Start of RECORDS SUPPLIED

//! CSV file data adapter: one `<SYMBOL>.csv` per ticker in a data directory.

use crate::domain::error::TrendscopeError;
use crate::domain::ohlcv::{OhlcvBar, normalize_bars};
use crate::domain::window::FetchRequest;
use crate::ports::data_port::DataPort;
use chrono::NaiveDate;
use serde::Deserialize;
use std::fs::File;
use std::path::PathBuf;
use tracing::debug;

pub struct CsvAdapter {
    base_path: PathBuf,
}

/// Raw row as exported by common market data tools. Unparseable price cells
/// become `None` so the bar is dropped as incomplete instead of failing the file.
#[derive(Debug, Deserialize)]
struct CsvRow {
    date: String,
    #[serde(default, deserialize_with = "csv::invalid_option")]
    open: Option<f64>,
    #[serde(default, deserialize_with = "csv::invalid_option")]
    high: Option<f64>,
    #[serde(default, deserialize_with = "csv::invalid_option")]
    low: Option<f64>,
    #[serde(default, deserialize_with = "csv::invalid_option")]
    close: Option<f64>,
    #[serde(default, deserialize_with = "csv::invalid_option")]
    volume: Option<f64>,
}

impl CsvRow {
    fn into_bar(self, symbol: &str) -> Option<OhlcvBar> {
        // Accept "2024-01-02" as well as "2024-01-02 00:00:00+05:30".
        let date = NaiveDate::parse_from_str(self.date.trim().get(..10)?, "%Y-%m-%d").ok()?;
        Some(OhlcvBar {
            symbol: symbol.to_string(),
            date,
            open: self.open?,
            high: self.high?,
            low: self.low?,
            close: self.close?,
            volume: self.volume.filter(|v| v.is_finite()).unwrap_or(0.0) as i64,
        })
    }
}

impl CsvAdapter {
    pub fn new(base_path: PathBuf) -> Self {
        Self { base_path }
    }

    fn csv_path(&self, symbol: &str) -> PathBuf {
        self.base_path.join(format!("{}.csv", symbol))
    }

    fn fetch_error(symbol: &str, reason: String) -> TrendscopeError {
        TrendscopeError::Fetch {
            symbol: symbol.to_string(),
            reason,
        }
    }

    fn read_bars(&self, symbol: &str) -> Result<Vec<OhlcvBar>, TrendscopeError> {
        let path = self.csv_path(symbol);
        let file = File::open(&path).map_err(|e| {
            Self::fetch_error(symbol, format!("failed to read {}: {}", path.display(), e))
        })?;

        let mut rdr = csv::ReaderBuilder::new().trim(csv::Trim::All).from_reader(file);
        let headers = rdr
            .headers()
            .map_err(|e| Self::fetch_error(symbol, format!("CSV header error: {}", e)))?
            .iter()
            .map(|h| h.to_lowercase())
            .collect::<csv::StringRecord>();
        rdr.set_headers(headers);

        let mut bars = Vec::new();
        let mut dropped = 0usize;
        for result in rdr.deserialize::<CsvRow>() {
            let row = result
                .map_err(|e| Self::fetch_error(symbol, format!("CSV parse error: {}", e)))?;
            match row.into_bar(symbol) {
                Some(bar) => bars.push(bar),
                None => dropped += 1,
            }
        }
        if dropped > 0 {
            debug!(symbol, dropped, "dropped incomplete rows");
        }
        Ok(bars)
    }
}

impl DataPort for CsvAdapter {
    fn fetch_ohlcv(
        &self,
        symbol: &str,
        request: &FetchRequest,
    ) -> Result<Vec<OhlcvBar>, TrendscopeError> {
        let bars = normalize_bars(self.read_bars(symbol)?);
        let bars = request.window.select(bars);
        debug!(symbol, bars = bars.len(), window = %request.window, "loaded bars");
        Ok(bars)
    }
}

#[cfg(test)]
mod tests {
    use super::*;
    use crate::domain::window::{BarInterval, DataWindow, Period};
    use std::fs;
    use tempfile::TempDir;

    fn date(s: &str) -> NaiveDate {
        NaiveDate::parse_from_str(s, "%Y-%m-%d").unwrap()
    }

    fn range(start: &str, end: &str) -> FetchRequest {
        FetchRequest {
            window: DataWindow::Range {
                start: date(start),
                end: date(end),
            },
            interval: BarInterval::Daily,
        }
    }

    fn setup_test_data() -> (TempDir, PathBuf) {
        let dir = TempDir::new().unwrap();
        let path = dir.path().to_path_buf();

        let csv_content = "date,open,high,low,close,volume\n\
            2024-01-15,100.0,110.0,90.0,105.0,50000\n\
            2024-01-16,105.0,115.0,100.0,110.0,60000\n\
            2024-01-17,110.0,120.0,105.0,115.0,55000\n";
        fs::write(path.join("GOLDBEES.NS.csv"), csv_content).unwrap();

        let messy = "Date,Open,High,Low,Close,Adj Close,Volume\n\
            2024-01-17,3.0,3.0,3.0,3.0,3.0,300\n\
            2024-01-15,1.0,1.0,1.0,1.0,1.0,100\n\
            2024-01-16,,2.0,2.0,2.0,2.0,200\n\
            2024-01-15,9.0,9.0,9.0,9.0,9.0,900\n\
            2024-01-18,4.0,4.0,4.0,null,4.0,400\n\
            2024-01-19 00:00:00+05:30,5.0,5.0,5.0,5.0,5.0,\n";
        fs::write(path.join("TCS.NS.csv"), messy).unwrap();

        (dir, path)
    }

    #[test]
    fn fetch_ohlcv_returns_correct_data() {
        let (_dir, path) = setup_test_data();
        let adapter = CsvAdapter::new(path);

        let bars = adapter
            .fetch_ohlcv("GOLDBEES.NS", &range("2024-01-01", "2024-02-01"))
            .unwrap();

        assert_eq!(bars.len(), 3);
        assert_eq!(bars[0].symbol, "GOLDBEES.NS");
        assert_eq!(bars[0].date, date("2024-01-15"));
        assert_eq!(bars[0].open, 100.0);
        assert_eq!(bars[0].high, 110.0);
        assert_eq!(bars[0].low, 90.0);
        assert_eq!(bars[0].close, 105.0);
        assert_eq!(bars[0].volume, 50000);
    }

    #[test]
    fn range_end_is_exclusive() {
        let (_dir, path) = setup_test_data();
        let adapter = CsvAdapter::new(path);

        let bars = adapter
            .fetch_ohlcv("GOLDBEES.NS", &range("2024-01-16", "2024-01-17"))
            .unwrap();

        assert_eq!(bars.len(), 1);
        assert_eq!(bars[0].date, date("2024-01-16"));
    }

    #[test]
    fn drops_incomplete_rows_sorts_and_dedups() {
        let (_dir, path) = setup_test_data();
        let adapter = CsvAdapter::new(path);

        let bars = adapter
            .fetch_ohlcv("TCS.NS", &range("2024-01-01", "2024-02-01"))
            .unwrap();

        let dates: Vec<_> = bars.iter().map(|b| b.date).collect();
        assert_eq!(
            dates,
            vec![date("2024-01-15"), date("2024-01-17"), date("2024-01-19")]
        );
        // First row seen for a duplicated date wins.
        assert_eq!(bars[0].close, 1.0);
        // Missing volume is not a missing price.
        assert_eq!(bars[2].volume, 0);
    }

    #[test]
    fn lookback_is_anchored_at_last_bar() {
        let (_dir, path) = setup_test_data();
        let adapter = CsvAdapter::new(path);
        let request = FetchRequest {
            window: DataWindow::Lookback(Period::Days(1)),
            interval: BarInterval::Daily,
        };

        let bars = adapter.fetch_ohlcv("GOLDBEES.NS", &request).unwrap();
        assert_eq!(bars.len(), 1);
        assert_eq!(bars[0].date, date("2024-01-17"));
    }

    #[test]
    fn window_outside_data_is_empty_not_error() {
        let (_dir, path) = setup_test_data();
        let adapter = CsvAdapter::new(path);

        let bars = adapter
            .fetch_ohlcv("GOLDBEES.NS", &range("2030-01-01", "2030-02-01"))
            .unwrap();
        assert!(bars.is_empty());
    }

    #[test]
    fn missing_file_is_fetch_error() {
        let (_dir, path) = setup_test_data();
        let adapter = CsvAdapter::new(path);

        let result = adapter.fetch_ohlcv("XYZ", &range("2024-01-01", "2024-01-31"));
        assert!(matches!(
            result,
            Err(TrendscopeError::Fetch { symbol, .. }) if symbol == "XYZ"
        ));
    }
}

End of RECORDS SUPPLIED

The answer should consist of the lines from the first line of the entries through the line with "Unparseable price cells", copied exactly.

//! CSV file data adapter: one `<SYMBOL>.csv` per ticker in a data directory.

use crate::domain::error::TrendscopeError;
use crate::domain::ohlcv::{OhlcvBar, normalize_bars};
use crate::domain::window::FetchRequest;
use crate::ports::data_port::DataPort;
use chrono::NaiveDate;
use serde::Deserialize;
use std::fs::File;
use std::path::PathBuf;
use tracing::debug;

pub struct CsvAdapter {
    base_path: PathBuf,
}

/// Raw row as exported by common market data tools. Unparseable price cells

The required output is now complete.